Gestational age was estimated based on the date of the last menstruation (DLM). DLM and pre-gestational weight data were obtained from the record on the pregnant woman’s card. At the time of the interview, measurements of weight (in kg) and height (in m) were acquired from a digital scale (TANITA model HS302) and a portable stadiometer (SANNY model ES2040), respectively. For the classification of BMI according to the gestational week, the criteria proposed by Atalah 16 were adopted.

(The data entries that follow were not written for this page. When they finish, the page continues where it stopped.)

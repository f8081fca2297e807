//! Prometheus metrics for the imagery cost estimator.
//!
//! This crate provides:
//! - a process-wide Prometheus recorder and the `/metrics` handler
//! - estimation and catalog metrics ([`EstimationMetrics`])
//! - an axum middleware recording per-route HTTP metrics
//!
//! # Example
//!
//! ```rust,ignore
//! use observability::{init_metrics, metrics_handler, EstimationMetrics};
//!
//! init_metrics()?;
//! EstimationMetrics::record_catalog_loaded(27);
//!
//! let app = Router::new()
//!     .route("/metrics", get(metrics_handler));
//! ```

pub mod estimation;
pub mod middleware;

pub use estimation::EstimationMetrics;
pub use middleware::metrics_middleware;

pub use metrics::{counter, gauge, histogram};
pub use metrics_exporter_prometheus::BuildError;

use metrics_exporter_prometheus::{PrometheusBuilder, PrometheusHandle};
use once_cell::sync::OnceCell;
use tracing::info;

static METRICS_HANDLE: OnceCell<PrometheusHandle> = OnceCell::new();

/// Install the Prometheus recorder. Later calls return the same handle.
pub fn init_metrics() -> Result<&'static PrometheusHandle, BuildError> {
    METRICS_HANDLE.get_or_try_init(|| {
        let handle = PrometheusBuilder::new().install_recorder()?;

        info!("Prometheus metrics recorder initialized");
        register_metric_descriptions();

        Ok(handle)
    })
}

pub fn get_metrics_handle() -> Option<&'static PrometheusHandle> {
    METRICS_HANDLE.get()
}

/// Axum handler for /metrics endpoint
pub async fn metrics_handler() -> String {
    match get_metrics_handle() {
        Some(handle) => handle.render(),
        None => "# Metrics not initialized\n".to_string(),
    }
}

fn register_metric_descriptions() {
    use metrics::{describe_counter, describe_gauge, describe_histogram};

    // HTTP
    describe_counter!("http_requests_total", "Total number of HTTP requests");
    describe_histogram!(
        "http_request_duration_seconds",
        "HTTP request duration in seconds"
    );

    // Estimation
    describe_counter!(
        "estimations_total",
        "Cost estimations by outcome (ok or the rejection kind)"
    );
    describe_histogram!(
        "estimation_duration_seconds",
        "Time spent computing one estimate"
    );
    describe_histogram!("estimated_credits", "Total credits of successful estimates");
    describe_histogram!(
        "estimation_area_square_meters",
        "Area of interest of successful estimates"
    );

    // Catalog
    describe_counter!("catalog_reloads_total", "Pricing catalog reloads by outcome");
    describe_gauge!("catalog_entries", "Pricing rules in the active catalog");
}
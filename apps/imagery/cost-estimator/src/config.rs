//! Configuration for the cost estimator

use core_config::{Environment, FromEnv, LogFormat, ServerConfig, env_optional};
use domain_imagery_pricing::PricingCatalog;
use eyre::{Result, WrapErr};
use std::path::PathBuf;
use tracing::info;

#[derive(Debug, Clone)]
pub struct Config {
    pub environment: Environment,
    pub log_format: LogFormat,
    pub server: ServerConfig,
    /// Cost table JSON; the builtin table is used when unset
    pub catalog_path: Option<PathBuf>,
}

impl Config {
    /// Load configuration from environment variables
    pub fn from_env() -> Result<Self> {
        let environment = Environment::from_env();
        Ok(Self {
            log_format: LogFormat::from_env(&environment)?,
            server: ServerConfig::from_env()?,
            catalog_path: env_optional("PRICING_CATALOG_PATH").map(PathBuf::from),
            environment,
        })
    }

    /// Command-line `--catalog` wins over `PRICING_CATALOG_PATH`
    pub fn with_catalog_path(mut self, path: Option<PathBuf>) -> Self {
        if path.is_some() {
            self.catalog_path = path;
        }
        self
    }

    pub fn load_catalog(&self) -> Result<PricingCatalog> {
        let catalog = match &self.catalog_path {
            Some(path) => PricingCatalog::from_path(path)
                .wrap_err_with(|| format!("Failed to load pricing catalog {}", path.display()))?,
            None => PricingCatalog::builtin().wrap_err("Builtin cost table is invalid")?,
        };

        info!(
            source = %self.catalog_source(),
            entries = catalog.len(),
            "Pricing catalog loaded"
        );
        Ok(catalog)
    }

    pub fn catalog_source(&self) -> String {
        self.catalog_path
            .as_ref()
            .map(|path| path.display().to_string())
            .unwrap_or_else(|| "builtin".to_string())
    }
}
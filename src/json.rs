//! Semantic equality for JSON documents.
//!
//! Compares two parsed documents by kind: arrays element-wise in order,
//! objects by key set, booleans distinct from numbers, numbers by value
//! across integer and float representations.

use serde_json::{Map, Number, Value};

pub(crate) fn semantic_eq(left: &Value, right: &Value) -> bool {
    match (left, right) {
        (Value::Null, Value::Null) => true,
        (Value::Bool(l), Value::Bool(r)) => l == r,
        (Value::Number(l), Value::Number(r)) => number_eq(l, r),
        (Value::String(l), Value::String(r)) => l == r,
        (Value::Array(l), Value::Array(r)) => {
            l.len() == r.len() && l.iter().zip(r).all(|(a, b)| semantic_eq(a, b))
        }
        (Value::Object(l), Value::Object(r)) => object_eq(l, r),
        _ => false,
    }
}

fn object_eq(left: &Map<String, Value>, right: &Map<String, Value>) -> bool {
    left.len() == right.len()
        && left
            .iter()
            .all(|(key, value)| right.get(key).is_some_and(|other| semantic_eq(value, other)))
}

/// `1` and `1.0` are the same number even though they deserialize to
/// different internal representations.
fn number_eq(left: &Number, right: &Number) -> bool {
    if left == right {
        return true;
    }
    match (left.as_f64(), right.as_f64()) {
        (Some(l), Some(r)) => l == r,
        _ => false,
    }
}

#[cfg(test)]
mod tests {
    use super::*;
    use serde_json::json;

    #[test]
    fn test_object_key_order_irrelevant() {
        assert!(semantic_eq(
            &json!({"a": 1, "b": [1, 2]}),
            &json!({"b": [1, 2], "a": 1})
        ));
    }

    #[test]
    fn test_object_key_set_must_match() {
        assert!(!semantic_eq(&json!({"a": 1}), &json!({"a": 1, "b": 2})));
        assert!(!semantic_eq(&json!({"a": 1}), &json!({"b": 1})));
    }

    #[test]
    fn test_array_order_and_length_matter() {
        assert!(semantic_eq(&json!([1, 2]), &json!([1, 2])));
        assert!(!semantic_eq(&json!([1, 2]), &json!([2, 1])));
        assert!(!semantic_eq(&json!([1, 2]), &json!([1, 2, 3])));
    }

    #[test]
    fn test_booleans_never_equal_numbers() {
        assert!(!semantic_eq(&json!(true), &json!(1)));
        assert!(!semantic_eq(&json!(false), &json!(0)));
    }

    #[test]
    fn test_numbers_compared_by_value() {
        assert!(semantic_eq(&json!(1), &json!(1.0)));
        assert!(!semantic_eq(&json!(1), &json!(2)));
        assert!(!semantic_eq(&json!("1"), &json!(1)));
    }

    #[test]
    fn test_nested_documents() {
        assert!(semantic_eq(
            &json!({"user": {"name": "a", "tags": ["x", "y"]}}),
            &json!({"user": {"tags": ["x", "y"], "name": "a"}})
        ));
        assert!(!semantic_eq(
            &json!({"user": {"tags": ["x", "y"]}}),
            &json!({"user": {"tags": ["y", "x"]}})
        ));
    }

    #[test]
    fn test_null_only_equals_null() {
        assert!(semantic_eq(&json!(null), &json!(null)));
        assert!(!semantic_eq(&json!(null), &json!(0)));
        assert!(!semantic_eq(&json!(null), &json!("")));
    }
}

Assessment of Food Consumption and Determination of Food Patterns
Dietary intake was assessed by two 24-hour dietary recalls (R24h) obtained by trained nutritionists using the three-steps multiple pass technique (participant reporting, detailing, and review). The first R24h was obtained at the time of the interview and the second by telephone contact after at least seven days, regardless of the day of the week or season, and before the woman receives the results of biochemical exams.
The Brazilian Table of Food Composition (TACO) 17 was used to estimate energy and nutrients. We analyzed the diets with the aid of the application software NutWin®18. In order to estimate the usual diet, we used the multiple source method 19 , a statistical modeling technique that considers the product between the probability of consumption and the usual intake 19 .
In total, 481 foods and preparations were reported in the R24h. Foods with less than 20% of consumers were excluded. Other foods and preparations were grouped into 23 groups of food (grams/day) based on the nutritional value or the logic of consumption: rice; beans; meat (red meat and chicken); fruits, vegetables; pasta; breads; butter and margarine; hard and soft cheese; cold meats (mortadella, turkey breast, ham, sausage, salami); milk and yogurt; chocolate milk and cappuccino; sugar; coffee and tea; candies ( paçoca, pavês, pé de moleque , popsicle, ice cream, pie, candy, beijinho, brigadeiro , chocolate , cocada, doce de leite , flan, blancmange, maria mole , milkshake , mousse , hazelnut cocoa spread, panettone, doughnut, sonho , buttery biscuit, cake); natural fruit juice; artificial juice and soda; snacks, pizzas and sandwiches (fried and baked snacks, chips, sandwich, hot dog, pizza, popcorn and instant noodles); tubers; eggs; fish; olive oil; and biscuits.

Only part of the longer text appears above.